I have had these two TiVo's since I bought them new in 2004. I have been using them in our spare bedrooms. Recently I have purchased two premiere's that replaced these. I hadn't turned either of them on for about 6 months. I hooked one up and it was working fine until about a week ago. The problem was a green screen with white writing on it. I don't remember what it said exactly, but it said to call TiVo tech support. I did and they said the unit was out of warranty and suggested I call Weaknees.
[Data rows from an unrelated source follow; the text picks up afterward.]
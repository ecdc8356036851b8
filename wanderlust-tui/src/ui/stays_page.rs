//! Page 4 — Stays: accommodation filters and results.

use ratatui::Frame;
use ratatui::layout::Rect;
use ratatui::text::{Line, Span};
use ratatui::widgets::Paragraph;

use wanderlust_core::domain::ACCOMMODATION_TYPES;

use crate::app::{AppState, TextTarget};
use crate::theme;
use crate::ui::widgets::{chip, rating, slider, truncate, visible_window};

pub fn render(f: &mut Frame, area: Rect, app: &AppState) {
    let state = &app.stays;
    let ceiling = app.settings.accommodations.price_ceiling;
    let editing = app.editing == Some(TextTarget::StaySearch);
    let mut lines: Vec<Line> = Vec::new();

    let cursor = if editing { "▏" } else { "" };
    lines.push(Line::from(vec![
        Span::styled("Search:      ", theme::muted()),
        Span::styled(
            format!("{}{cursor}", state.filter.search),
            if editing { theme::accent_bold() } else { theme::accent() },
        ),
    ]));

    let destination = state
        .filter
        .destination
        .as_ref()
        .and_then(|id| app.catalog.destination(id.as_str()))
        .map_or_else(|| "All destinations".to_string(), |d| d.display_name());
    lines.push(Line::from(vec![
        Span::styled("Destination: ", theme::muted()),
        Span::styled(destination, theme::neutral()),
    ]));

    let frac = if ceiling == 0 {
        0.0
    } else {
        state.filter.price.max as f64 / ceiling as f64
    };
    lines.push(Line::from(vec![
        Span::styled("Price:       ", theme::muted()),
        Span::styled(slider(frac, 20), theme::accent()),
        Span::styled(
            format!(" ${} - ${} per night", state.filter.price.min, state.filter.price.max),
            theme::text(),
        ),
    ]));

    let mut chips = vec![Span::styled("Type:        ", theme::muted())];
    for (i, kind) in ACCOMMODATION_TYPES.iter().enumerate() {
        let selected = state.filter.types.iter().any(|t| t == kind);
        chips.push(chip(kind, selected, i == state.type_cursor));
    }
    lines.push(Line::from(chips));
    lines.push(Line::from(""));

    let visible = app.visible_stays();
    lines.push(Line::from(vec![
        Span::styled(format!("{} properties found", visible.len()), theme::accent()),
        Span::styled(
            "  [/]search [d]destination [[ ]]max price [h/l]type [Space]toggle [c]clear",
            theme::muted(),
        ),
    ]));

    if visible.is_empty() {
        lines.push(Line::from(""));
        lines.push(Line::from(Span::styled(
            "No accommodations match your filters. Press c to clear them.",
            theme::warning(),
        )));
    } else {
        let height = area.height.saturating_sub(lines.len() as u16) as usize;
        let amenity_width = area.width.saturating_sub(78) as usize;
        for i in visible_window(state.cursor, visible.len(), height) {
            let a = visible[i];
            let style = if i == state.cursor {
                theme::cursor()
            } else {
                theme::text()
            };
            lines.push(Line::from(vec![
                Span::styled(format!(" {:<30}", truncate(&a.name, 30)), style),
                Span::styled(format!(" {:<11}", a.kind), theme::neutral()),
                Span::styled(format!(" ${:>5}", a.price_per_night), theme::accent()),
                Span::raw("  "),
                rating(a.rating, a.review_count),
                Span::styled(
                    format!("  {}", truncate(&a.amenities.join(", "), amenity_width)),
                    theme::muted(),
                ),
            ]));
        }
    }

    f.render_widget(Paragraph::new(lines), area);
}
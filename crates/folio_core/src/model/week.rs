//! Week-of-year arithmetic and bucket keys.
//!
//! # Responsibility
//! - Compute the Thursday-anchored (ISO-8601) week number of a calendar date.
//! - Derive the (year, week) bucket that scopes one consecutive sequence.
//!
//! # Invariants
//! - All computations use calendar components only; no timezone conversion.
//! - `week_number` always returns a value in `[1, 53]`.
//! - With `YearAnchor::Calendar` the bucket year is the date's calendar year,
//!   even when the week belongs to an adjacent ISO week-year.

use chrono::{Datelike, NaiveDate};
use serde::{Deserialize, Serialize};
use std::fmt::{Display, Formatter};

/// Selects which year stamps a bucket for a given date.
#[derive(Debug, Clone, Copy, Default, PartialEq, Eq, Serialize, Deserialize)]
#[serde(rename_all = "camelCase")]
pub enum YearAnchor {
    /// Calendar year of the input date. Dec 29-31 may pair with week 1.
    #[default]
    Calendar,
    /// Year of the Thursday that anchors the week (strict ISO week-year).
    IsoWeekYear,
}

/// One (year, week) bucket that owns an independent consecutive counter.
#[derive(Debug, Clone, Copy, PartialEq, Eq, Hash, PartialOrd, Ord, Serialize, Deserialize)]
pub struct BucketKey {
    pub year: i32,
    pub week: u32,
}

impl BucketKey {
    pub fn new(year: i32, week: u32) -> Self {
        Self { year, week }
    }

    /// Derives the bucket for `date` under the given year anchor.
    pub fn for_date(date: NaiveDate, anchor: YearAnchor) -> Self {
        let (iso_year, week) = thursday_anchored_week(date);
        let year = match anchor {
            YearAnchor::Calendar => date.year(),
            YearAnchor::IsoWeekYear => iso_year,
        };
        Self { year, week }
    }

    /// Store key for this bucket: `PREFIX-YYYY-WW`.
    pub fn store_key(&self, prefix: &str) -> String {
        format!("{prefix}-{}-{:02}", self.year, self.week)
    }

    /// Folio prefix for this bucket: `PREFIX-YYYY-WW-`.
    pub fn folio_prefix(&self, prefix: &str) -> String {
        format!("{}-", self.store_key(prefix))
    }
}

impl Display for BucketKey {
    fn fmt(&self, f: &mut Formatter<'_>) -> std::fmt::Result {
        write!(f, "{}-{:02}", self.year, self.week)
    }
}

/// Returns the ISO-8601 week number of `date`, in `[1, 53]`.
pub fn week_number(date: NaiveDate) -> u32 {
    thursday_anchored_week(date).1
}

/// Returns the year of the Thursday that anchors the week containing `date`.
pub fn iso_week_year(date: NaiveDate) -> i32 {
    thursday_anchored_week(date).0
}

// Shifts to the Thursday of the Monday-start week, then counts 7-day periods
// from Jan 1 of that Thursday's year. Works on ordinals so it never leaves the
// representable date range.
fn thursday_anchored_week(date: NaiveDate) -> (i32, u32) {
    let weekday = date.weekday().number_from_monday() as i32;
    let mut year = date.year();
    let mut ordinal0 = date.ordinal0() as i32 + (4 - weekday);

    if ordinal0 < 0 {
        year -= 1;
        ordinal0 += days_in_year(year);
    } else if ordinal0 >= days_in_year(year) {
        ordinal0 -= days_in_year(year);
        year += 1;
    }

    (year, (ordinal0 / 7) as u32 + 1)
}

fn days_in_year(year: i32) -> i32 {
    if (year % 4 == 0 && year % 100 != 0) || year % 400 == 0 {
        366
    } else {
        365
    }
}
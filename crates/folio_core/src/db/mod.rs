//! SQLite storage bootstrap and schema migration entry points.
//!
//! # Responsibility
//! - Open and configure the SQLite database that holds bucket counters.
//! - Apply schema migrations in deterministic order.
//!
//! # Invariants
//! - Migration version is tracked via `PRAGMA user_version`.
//! - Counters must not be read or written before migrations succeed.

use std::error::Error;
use std::fmt::{Display, Formatter};

pub mod migrations;
mod open;

pub use open::{open_db, open_db_in_memory};

pub type DbResult<T> = Result<T, DbError>;

#[derive(Debug)]
pub enum DbError {
    Sqlite(rusqlite::Error),
    UnsupportedSchemaVersion {
        db_version: u32,
        latest_supported: u32,
    },
}

/// Returns whether `err` reports `SQLITE_BUSY` or `SQLITE_LOCKED`.
pub fn is_busy_error(err: &rusqlite::Error) -> bool {
    matches!(
        err.sqlite_error_code(),
        Some(rusqlite::ErrorCode::DatabaseBusy | rusqlite::ErrorCode::DatabaseLocked)
    )
}

impl Display for DbError {
    fn fmt(&self, f: &mut Formatter<'_>) -> std::fmt::Result {
        match self {
            Self::Sqlite(err) => write!(f, "{err}"),
            Self::UnsupportedSchemaVersion {
                db_version,
                latest_supported,
            } => write!(
                f,
                "database schema version {db_version} is newer than supported {latest_supported}"
            ),
        }
    }
}

impl Error for DbError {
    fn source(&self) -> Option<&(dyn Error + 'static)> {
        match self {
            Self::Sqlite(err) => Some(err),
            Self::UnsupportedSchemaVersion { .. } => None,
        }
    }
}

impl From<rusqlite::Error> for DbError {
    fn from(value: rusqlite::Error) -> Self {
        Self::Sqlite(value)
    }
}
When I originally purchased these TiVo's I bought a replacement Hard Drive for each one as I figured that would be the one thing that would eventually fail. So, I decided to replace the hard drive in the one with the green screen, this is the first time I have opened the case. I work in the computer field, so changing a hard drive is not that difficult. When I booted the TiVo after the HD replacement it boots to the out of box experience I would have expected with a new HD. The remote did not work after this, so I grabbed the other TiVo that had been setting for 6 months and plugged it in expecting it to work without any issues. It did not respond to any remote inputs, but it has some buttons on the front so I was able to tell that the TiVo was functioning. I had not opened the case on the second TiVo at this point. Yes I verified the remote works with other TiVo and tried the other remotes that I have in the house. It's just really strange that both of them are showing the same issues. I'll check out your links to the power issues and see if anything gets them working again. Thank you!!


----------



## unitron

southwos said:


> I have had these two TiVo's since I bought them new in 2004. I have been using them in our spare bedrooms. Recently I have purchased two premiere's that replaced these. I hadn't turned either of them on for about 6 months. I hooked one up and it was working fine until about a week ago. The problem was a green screen with white writing on it. I don't remember what it said exactly, but it said to call TiVo tech support. I did and they said the unit was out of warranty and suggested I call Weaknees. When I originally purchased these TiVo's I bought a replacement Hard Drive for each one as I figured that would be the one thing that would eventually fail. So, I decided to replace the hard drive in the one with the green screen, this is the first time I have opened the case. I work in the computer field, so changing a hard drive is not that difficult. When I booted the TiVo after the HD replacement it boots to the out of box experience I would have expected with a new HD. The remote did not work after this, so I grabbed the other TiVo that had been setting for 6 months and plugged it in expecting it to work without any issues. It did not respond to any remote inputs, but it has some buttons on the front so I was able to tell that the TiVo was functioning. I had not opened the case on the second TiVo at this point. Yes I verified the remote works with other TiVo and tried the other remotes that I have in the house. It's just really strange that both of them are showing the same issues. I'll check out your links to the power issues and see if anything gets them working again. Thank you!!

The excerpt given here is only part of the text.